Par contre, en plus de l’imposition sur la fortune, les propriétaires sont concernés par les impôts sur la propriété ou les impôts sur location qui s’appliquent partout. Cette imposition se base sur les revenues locatives des biens du contribuable ou tout simplement sur la possession de biens spécifiques et les dépenses qui y sont liées, telles que l’utilisation d’un véhicule particulier, d’un chien de race ou autres biens qui touchent les impôts. Généralement, les coûts liés à ce type d’imposition sont faibles.

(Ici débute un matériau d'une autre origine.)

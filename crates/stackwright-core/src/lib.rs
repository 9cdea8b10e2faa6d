//! Stackwright Core - component model and Skaffold/Fleet generation
//!
//! This crate turns a per-environment configuration document into a tree of
//! generated deployment fragments:
//! - `Component`: the immutable record of one deployable unit
//! - `components`: typed factories producing an `Emission` per unit
//! - `environments`: named compositions wiring factories in dependency order
//! - `Generation`: the validated, in-memory result of a composition
//! - `aggregate` / `sync`: umbrella Skaffold configs and output promotion

pub mod aggregate;
pub mod component;
pub mod components;
pub mod config;
pub mod emission;
pub mod environments;
pub mod error;
pub mod fragments;
pub mod generate;
pub mod generation;
pub mod settings;
pub mod sync;
pub mod values;

pub use aggregate::{AggregateSummary, FLEET_GRAPH_FILE, MAIN_SKAFFOLD_FILE, aggregate};
pub use component::{Component, ComponentVariant};
pub use components::FactoryContext;
pub use config::{ComponentConfig, ConfigDocument};
pub use emission::{Emission, EmittedFile, Emitter};
pub use environments::EnvironmentName;
pub use error::{GenerateError, Result};
pub use fragments::{
    COMPONENT_SKAFFOLD_FILE, FLEET_FILE, FleetConfig, HelmRelease, SkaffoldConfig,
};
pub use generate::{GenerateReport, generate_skaffolds};
pub use generation::Generation;
pub use settings::{KubesealCert, Settings, SettingsOverrides};
pub use sync::{SyncSummary, sync_output};
pub use values::Values;
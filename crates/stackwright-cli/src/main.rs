//! Stackwright CLI - compose, render, seal and deploy Kubernetes environments

use std::path::PathBuf;

use clap::{Parser, Subcommand};
use stackwright_manifests::CliTools;
use tracing_subscriber::{EnvFilter, fmt, prelude::*};

mod commands;
mod display;
mod error;
mod exit_codes;

use commands::{Context, GlobalArgs};
use error::Result;

#[derive(Parser)]
#[command(name = "stackwright")]
#[command(author = "Stackwright Contributors")]
#[command(version)]
#[command(about = "Compose Kubernetes components into Skaffold and Fleet trees, then render, seal and deploy them", long_about = None)]
#[command(propagate_version = true)]
struct Cli {
    #[command(subcommand)]
    command: Commands,

    /// Configuration document (default: environments/<env>/secrets/config_env.yaml)
    #[arg(short, long, global = true, env = "CONFIG_YAML_PATH")]
    config: Option<PathBuf>,

    /// Environment to compose
    #[arg(short, long, global = true, default_value = "sample")]
    environment: String,

    /// Image tag passed to skaffold (overrides IMAGES_TAG in the config document)
    #[arg(long, global = true, env = "IMAGES_TAG")]
    images_tag: Option<String>,

    /// Component directories rendered concurrently
    #[arg(long, global = true)]
    parallelism: Option<usize>,

    /// Enable debug output
    #[arg(long, global = true)]
    debug: bool,
}

#[derive(Subcommand)]
enum Commands {
    /// Compose the environment into Skaffold and Fleet fragments
    GenerateSkaffolds,

    /// Render, split and seal the manifests of every component
    GenerateManifests,

    /// Build every image referenced by the main Skaffold config
    BuildAllDockerImages,

    /// Build and deploy with skaffold run
    DeployUsingSkaffold,

    /// Apply the sealed manifests with kubectl in dependency order
    DeployManifestsUsingKubectl,

    /// Apply the sealed manifests as Fleet bundles in dependency order
    DeployUsingFleetManifests,
}

fn init_tracing(debug: bool) {
    let filter = if debug {
        EnvFilter::new("debug")
    } else {
        EnvFilter::try_from_default_env().unwrap_or_else(|_| EnvFilter::new("info"))
    };
    tracing_subscriber::registry()
        .with(fmt::layer().with_writer(std::io::stderr).with_target(false))
        .with(filter)
        .init();
}

async fn run(cli: Cli) -> Result<()> {
    let args = GlobalArgs {
        config: cli.config,
        environment: cli.environment,
        images_tag: cli.images_tag,
        parallelism: cli.parallelism,
    };
    let ctx = Context::load(&args)?;
    let tools = CliTools::new().with_kubeconfig(ctx.settings.kubeconfig.clone());
    let verbose = cli.debug;

    match cli.command {
        Commands::GenerateSkaffolds => commands::generate_skaffolds::run(&ctx).map(|_| ()),
        Commands::GenerateManifests => commands::generate_manifests::run(&ctx, &tools, verbose)
            .await
            .map(|_| ()),
        Commands::BuildAllDockerImages => commands::build::run(&ctx, &tools).await,
        Commands::DeployUsingSkaffold => commands::deploy::using_skaffold(&ctx, &tools).await,
        Commands::DeployManifestsUsingKubectl => {
            commands::deploy::using_kubectl(&ctx, &tools, verbose).await
        }
        Commands::DeployUsingFleetManifests => {
            commands::deploy::using_fleet(&ctx, &tools, verbose).await
        }
    }
}

#[tokio::main]
async fn main() {
    // Setup miette for nice error display
    miette::set_panic_hook();

    let cli = match Cli::try_parse() {
        Ok(cli) => cli,
        Err(e) if e.use_stderr() => {
            let _ = e.print();
            std::process::exit(exit_codes::USAGE_ERROR);
        }
        // --help and --version
        Err(e) => e.exit(),
    };

    init_tracing(cli.debug);

    if let Err(err) = run(cli).await {
        let code = err.exit_code();
        let report: miette::Report = err.into();
        eprintln!("{:?}", report);
        std::process::exit(code);
    }
}
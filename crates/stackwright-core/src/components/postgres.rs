//! PostgreSQL cluster managed by CloudNativePG

use std::collections::BTreeMap;

use base64::Engine;
use base64::engine::general_purpose::STANDARD;
use serde_json::{Value as JsonValue, json};

use super::{FactoryContext, require};
use crate::component::{Component, ComponentVariant};
use crate::emission::{Emission, Emitter};
use crate::error::Result;
use crate::fragments::{ComparePatch, FleetConfig, HelmRelease, PatchOperation, SkaffoldConfig};
use crate::values::Values;

pub const TYPE_SUFFIX: &str = "cnpg-cluster";

const DEFAULT_IMAGE: &str = "ghcr.io/cloudnative-pg/postgresql:16";

#[derive(Debug, Clone)]
pub struct PostgresParams {
    pub slug: String,
    pub namespace: String,
    pub database: String,
    pub superuser: String,
    pub superuser_password: String,
    pub username: String,
    pub user_password: String,
    pub instances: u32,
    pub storage_size: String,
    pub service_type: String,
    /// Overrides merged over the tuned defaults
    pub parameters: BTreeMap<String, String>,
    pub extra_values: Values,
}

impl PostgresParams {
    pub fn new(slug: impl Into<String>, namespace: impl Into<String>, database: impl Into<String>) -> Self {
        Self {
            slug: slug.into(),
            namespace: namespace.into(),
            database: database.into(),
            superuser: "postgres".into(),
            superuser_password: String::new(),
            username: "app".into(),
            user_password: String::new(),
            instances: 1,
            storage_size: "10Gi".into(),
            service_type: "ClusterIP".into(),
            parameters: BTreeMap::new(),
            extra_values: Values::new(),
        }
    }
}

/// Name of the CNPG `Cluster` resource
pub fn cluster_name(slug: &str) -> String {
    format!("{}-pg", slug)
}

/// In-cluster read-write service host
pub fn rw_service_host(slug: &str, namespace: &str) -> String {
    format!("{}-rw.{}.svc.cluster.local", cluster_name(slug), namespace)
}

fn default_parameters() -> BTreeMap<String, String> {
    [
        ("max_connections", "200"),
        ("shared_buffers", "128MB"),
        ("effective_cache_size", "512MB"),
        ("maintenance_work_mem", "64MB"),
        ("checkpoint_completion_target", "0.9"),
        ("wal_buffers", "16MB"),
        ("default_statistics_target", "100"),
        ("random_page_cost", "1.1"),
        ("effective_io_concurrency", "200"),
        ("work_mem", "4MB"),
        ("min_wal_size", "1GB"),
        ("max_wal_size", "4GB"),
        ("log_checkpoints", "on"),
        ("log_connections", "on"),
        ("log_disconnections", "on"),
        ("log_lock_waits", "on"),
        ("log_min_duration_statement", "1000"),
    ]
    .into_iter()
    .map(|(k, v)| (k.to_string(), v.to_string()))
    .collect()
}

fn basic_auth_secret(name: &str, namespace: &str, username: &str, password: &str) -> JsonValue {
    json!({
        "apiVersion": "v1",
        "kind": "Secret",
        "metadata": { "name": name, "namespace": namespace },
        "type": "kubernetes.io/basic-auth",
        "data": {
            "username": STANDARD.encode(username),
            "password": STANDARD.encode(password),
        },
    })
}

pub fn create(
    ctx: &FactoryContext,
    params: &PostgresParams,
    depends_on: &[&Component],
) -> Result<Emission> {
    let slug = params.slug.as_str();
    let namespace = require(slug, "namespace", &params.namespace)?;
    let database = require(slug, "database", &params.database)?;
    let superuser = require(slug, "superuser", &params.superuser)?;
    let superuser_password = require(slug, "superuser_password", &params.superuser_password)?;
    let username = require(slug, "username", &params.username)?;
    let separate_user = username != superuser;
    if separate_user {
        require(slug, "user_password", &params.user_password)?;
    }

    let component = Component::new(slug, namespace, TYPE_SUFFIX, ComponentVariant::Standard);
    let cluster = cluster_name(slug);
    let superuser_secret = format!("{}-superuser-secret", cluster);
    let user_secret = format!("{}-user-secret", cluster);

    let mut parameters = default_parameters();
    parameters.extend(params.parameters.clone());

    let external_service = |selector: &str| {
        json!({
            "selectorType": selector,
            "serviceTemplate": {
                "metadata": { "name": format!("{}-{}-external", cluster, selector) },
                "spec": { "type": params.service_type },
            },
        })
    };

    let grants: Vec<String> = vec![
        format!("GRANT CONNECT ON DATABASE {} TO {};", database, username),
        format!("GRANT USAGE ON SCHEMA public TO {};", username),
        format!("GRANT CREATE ON SCHEMA public TO {};", username),
        format!(
            "ALTER DEFAULT PRIVILEGES IN SCHEMA public GRANT SELECT, INSERT, UPDATE, DELETE ON TABLES TO {};",
            username
        ),
        format!(
            "ALTER DEFAULT PRIVILEGES IN SCHEMA public GRANT USAGE, SELECT ON SEQUENCES TO {};",
            username
        ),
    ];

    let mut values = Values::from(json!({
        "fullnameOverride": cluster,
        "mode": "standalone",
        "cluster": {
            "instances": params.instances,
            "imageName": DEFAULT_IMAGE,
            "postgresql": { "parameters": parameters },
            "storage": { "size": params.storage_size },
            "monitoring": { "enabled": true, "podMonitor": { "enabled": true } },
            "services": { "additional": [external_service("rw"), external_service("ro")] },
            "initdb": {
                "database": database,
                "owner": superuser,
                "secret": { "name": superuser_secret },
                "postInitApplicationSQL": grants,
            },
            "superuserSecret": superuser_secret,
        },
        "backups": { "enabled": false },
    }));
    if separate_user {
        values.set(
            "cluster.roles",
            json!([{
                "name": username,
                "ensure": "present",
                "login": true,
                "passwordSecret": { "name": user_secret },
            }]),
        );
    }
    values.merge(&params.extra_values);

    let mut emitter = Emitter::new(component.clone());
    emitter.values("cnpg-cluster-values.yaml", &values)?;

    let mut skaffold = SkaffoldConfig::new().with_release(HelmRelease::new(
        &component.dir_name,
        &ctx.chart("cluster"),
        "cnpg-cluster-values.yaml",
        namespace,
    ));
    let path = emitter.manifest(
        "superuser-secret.yaml",
        &basic_auth_secret(&superuser_secret, namespace, superuser, superuser_password),
    )?;
    skaffold = skaffold.with_raw_manifest(path);
    if separate_user {
        let path = emitter.manifest(
            "user-secret.yaml",
            &basic_auth_secret(&user_secret, namespace, username, &params.user_password),
        )?;
        skaffold = skaffold.with_raw_manifest(path);
    }
    emitter.skaffold("skaffold-cnpg-cluster.yaml", &skaffold.with_default_namespace(namespace))?;

    // Sealing re-encrypts the password on every run
    emitter.fleet(
        &FleetConfig::new(&component.dir_name, depends_on)
            .with_compare_patch(ComparePatch::remove_path(
                "postgresql.cnpg.io/v1",
                "Cluster",
                &cluster,
                "/status",
            ))
            .with_compare_patch(ComparePatch {
                api_version: "bitnami.com/v1alpha1".to_string(),
                kind: "SealedSecret".to_string(),
                namespace: Some(namespace.to_string()),
                operations: vec![PatchOperation {
                    op: "remove".to_string(),
                    path: "/spec/encryptedData/password".to_string(),
                }],
                ..ComparePatch::default()
            }),
    )?;

    Ok(emitter.finish())
}

#[cfg(test)]
mod tests {
    use super::*;
    use crate::components::testing;

    fn params() -> PostgresParams {
        let mut p = PostgresParams::new("waha", "whatsapp", "waha");
        p.superuser_password = "root-pw".into();
        p.user_password = "app-pw".into();
        p.parameters.insert("max_connections".into(), "50".into());
        p
    }

    #[test]
    fn test_cluster_values() {
        let emission = create(&testing::context(), &params(), &[]).unwrap();
        assert_eq!(emission.component.dir_name, "waha-cnpg-cluster");

        let values = testing::yaml(&emission, "cnpg-cluster-values.yaml");
        assert_eq!(values["fullnameOverride"].as_str(), Some("waha-pg"));
        assert_eq!(
            values["cluster"]["postgresql"]["parameters"]["max_connections"].as_str(),
            Some("50")
        );
        assert_eq!(
            values["cluster"]["postgresql"]["parameters"]["work_mem"].as_str(),
            Some("4MB")
        );
        assert_eq!(values["cluster"]["roles"][0]["name"].as_str(), Some("app"));
        assert!(emission.file("manifests/user-secret.yaml").is_some());
    }

    #[test]
    fn test_superuser_only() {
        let mut p = params();
        p.username = "postgres".into();
        p.user_password.clear();
        let emission = create(&testing::context(), &p, &[]).unwrap();
        assert!(emission.file("manifests/user-secret.yaml").is_none());
    }

    #[test]
    fn test_passwords_are_required() {
        let mut p = params();
        p.superuser_password.clear();
        assert!(create(&testing::context(), &p, &[]).is_err());

        let mut p = params();
        p.user_password.clear();
        let err = create(&testing::context(), &p, &[]).unwrap_err();
        assert!(err.to_string().contains("user_password"));
    }

    #[test]
    fn test_rw_service_host() {
        assert_eq!(
            rw_service_host("waha", "whatsapp"),
            "waha-pg-rw.whatsapp.svc.cluster.local"
        );
    }
}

Enfin, à propos de l’imposition sur consommation, ou tout simplement la TVA, son taux s’élève à 8 %. À savoir que ce taux concerne les biens consommables en général et les services. Cependant, il existe un autre taux dit « réduit » à hauteur de 2,5 % et qui touche la plupart des produits alimentaires, pharmaceutiques, les journaux et certains types d’ouvrages. Comme dans la plupart des pays, la TVA est incluse dans la facturation.

 

Quelques astuces pour réduire ses impôts en suisse

Que vous soyez résident ou frontalier, il existe quelques astuces pour réduire ses impôts en suisse sans avoir de problème avec l’administration fiscale. Pour les travailleurs, ils peuvent bénéficier de certaines réductions dont les plus intéressantes sont liées au système de retraite. La procédure consiste à verser de l’argent sur ce que l’on appelle le 2e pilier, qui représente une partie de la retraite sous forme de pension, et la souscription au 3e pilier. Sans aucune distinction vis-à-vis du barème, les résidents ont la possibilité de verser de l’argent qui sera déduit du revenu imposable lors de la déclaration d’impôts sur ce 2e pilier. Le principe reste le même pour le 3e pilier, avec son plafond de déduction.

Autre astuce, lorsque l’on  est soumis au barème collectif ordinaire, divers avantages tels que les déductions au niveau des frais d’hospitalisations, de médicaments ou autres lorsque ces derniers ne sont pas pris en charge.